Sharam Amiri Teheran bestätigt Hinrichtung umstrittenen Kernphysikers

Der iranische Nuklearphysiker Sharam Amiri ist in Teheran hingerichtet worden. Der Wissenschaftler war eine Schlüsselfigur in der Affäre um iranische Uranzentrifugen: Angeblich stand er im Dienst der CIA.
Atomphysiker Sharam Amiri: Angeblich schon am 3. August hingerichtet

Atomphysiker Sharam Amiri: Angeblich schon am 3. August hingerichtet

Foto: Abedin Taherkenareh/ dpa

Der iranische Kernphysiker Sharam Amiri ist im Iran hingerichtet worden. Die Information war zuerst durch die Mutter des getöteten Wissenschaftlers an die Medien gegeben worden, inzwischen wurde die Hinrichtung durch offizielle Stellen in Teheran bestätigt.

Die staatliche Nachrichtenagentur Irna verbreitete am Sonntagmittag eine Stellungnahme von Gholamhossein Mohseni Ejei, einem Sprecher des iranischen Justizministeriums: "Durch seine Verbindungen mit den USA", sagte Ejei demnach, "gab Amiri lebenswichtige Informationen an den Feind weiter."

Iranischen Medienberichten zufolge hatte Amiris Mutter berichtet, dass dieser schon am Mittwoch in Teheran gehängt worden sein soll. Am Samstag wurde die Leiche der Familie übergeben.

In den letzten Jahren hat es immer widersprüchliche Berichte über den 39-jährigen Amiri gegeben. Die Affäre um seine Person steht jedoch in engem Zusammenhang mit dem Konflikt um die umstrittenen iranischen Atomzentrifugen. Die USA hatten befürchtet, dass mit deren Hilfe im Rahmen des vordergründig rein zivilen iranischen Atomprogramms waffenfähiges Material produziert werden könnte.

Im Sommer 2009 wurde berichtet, dass Amiri als Whistleblower in die USA übergelaufen sei. Im Sommer 2010 trat er dort selbst an die Öffentlichkeit und behauptete, dass er im Sommer 2009 auf einer Pilgerreise nach Mekka von der CIA in Saudi-Arabien entführt und gegen seinen Willen in die USA gebracht worden sei, um Informationen über das iranische Atomprogramm aufzudecken. Amiri behauptete unter anderem, dass er im Verlauf der Verhöre gefoltert worden sei. Washington dementierte das.

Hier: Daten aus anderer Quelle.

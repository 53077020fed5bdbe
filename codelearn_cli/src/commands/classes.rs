use std::sync::Arc;

use anyhow::Result;
use clap::Args;
use codelearn_lib::{CachedClient, ClassSource, ListKind, MembershipFilter};

use super::{show_list, PageArgs};
use crate::output::{print_classes_table, OutputFormat};

#[derive(Args)]
pub struct ClassesArgs {
    /// Only classes you are enrolled in (needs a token)
    #[arg(long)]
    pub joined: bool,

    #[command(flatten)]
    pub paging: PageArgs,
}

pub async fn run(args: &ClassesArgs, client: Arc<CachedClient>, format: OutputFormat) -> Result<()> {
    let config = args.paging.list_config(ListKind::Classes)?;
    let filter = if args.joined {
        MembershipFilter::Joined
    } else {
        MembershipFilter::All
    };
    if args.joined && !client.session().is_authenticated() {
        tracing::warn!("Listing joined classes without a token; the server will reject it");
    }
    show_list(
        ClassSource::new(client),
        config,
        args.paging.location(filter),
        format,
        print_classes_table,
    )
    .await
}
use url::Url;

use super::{common::QueryCommon, Query};

#[derive(Default, Clone, Debug, PartialEq, Eq)]
pub struct ContestQuery {
    pub common: QueryCommon,
    pub search: Option<String>,
}

impl Query for ContestQuery {
    fn endpoint(&self) -> &'static str {
        match self.search {
            Some(_) => "/contest/search",
            None => "/contest/get-all",
        }
    }
    fn get_common(&mut self) -> &mut QueryCommon {
        &mut self.common
    }
    fn add_to_url(&self, url: &Url) -> Url {
        let mut url = url.clone();
        if let Some(search) = &self.search {
            url.query_pairs_mut().append_pair("title", search.as_str());
        };
        self.common.add_to_url(&url)
    }
}

impl ContestQuery {
    pub fn with_search(mut self, search: &str) -> Self {
        self.search = Some(search.to_string());
        self
    }
}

Bereits im März 2010 hatte ein US-Fernsehsender eine andere Theorie in Umlauf gebracht. Demnach soll Amiri über Jahre im Dienst der CIA gestanden haben. Amiri, hieß es nun, habe an der Malek-Aschtar-Universität in Teheran gearbeitet, die in geheime Forschungen eingebunden gewesen sei. Über Jahre, hieß es mit Bezug auf US-Regierungskreise, habe er den US-Diensten wichtige Informationen geliefert: Angeblich auch für den 2007 veröffentlichten "National Intelligence Estimate", die seinerzeit sehr umstrittene zentrale Studie der US-Geheimdienste zur Bedrohung durch Iran.

Als Amiris Familie dort nach dem offiziellen Seitenwechsel des Wissenschaftlers unter Druck gesetzt worden sei, habe der Überläufer unbedingt zurückkehren wollen. Das tat er im Juli 2010.

Am Tag nach seiner Rückkehr nach Teheran wurde die Spionage-Behauptung von der "New York Times", wieder mit Bezug auf ungenannte regierungsnahe Quellen, bekräftigt: Amiri habe schon seit Langem im Dienst der CIA gestanden. Zeitgleich wollte die "Washington Post" erfahren haben, dass Amiri für seine Informationen von der CIA rund fünf Millionen Dollar kassiert habe. Amiri bestritt diese Behauptungen vehement.

Damit begann eine Diskussion darum, ob die Geschichte von der Entführung nur eine Schutzbehauptung sei, um sich gegen eventuelle Spionagevorwürfe zu wehren. Bei seiner Rückkehr nach Teheran wurde er zunächst als Held gefeiert, später aber verhaftet und wegen Spionage für die USA von einem Gericht zu zehn Jahren Haft verurteilt.

Über die Umstände seiner Haft wurde seitdem wenig bekannt. Nach Angaben der Familie unterbanden die Behörden den Kontakt zu Amiri ab 2014 weitgehend. Die Möglichkeit einer Hinrichtung war von Amiris Familie seit Langem befürchtet worden.

Update: Eine frühere Version dieses Artikels enthielt noch keine offizielle Bestätigung der Hinrichtung. Die erfolgte wie beschrieben inzwischen durch iranische Regierungsstellen.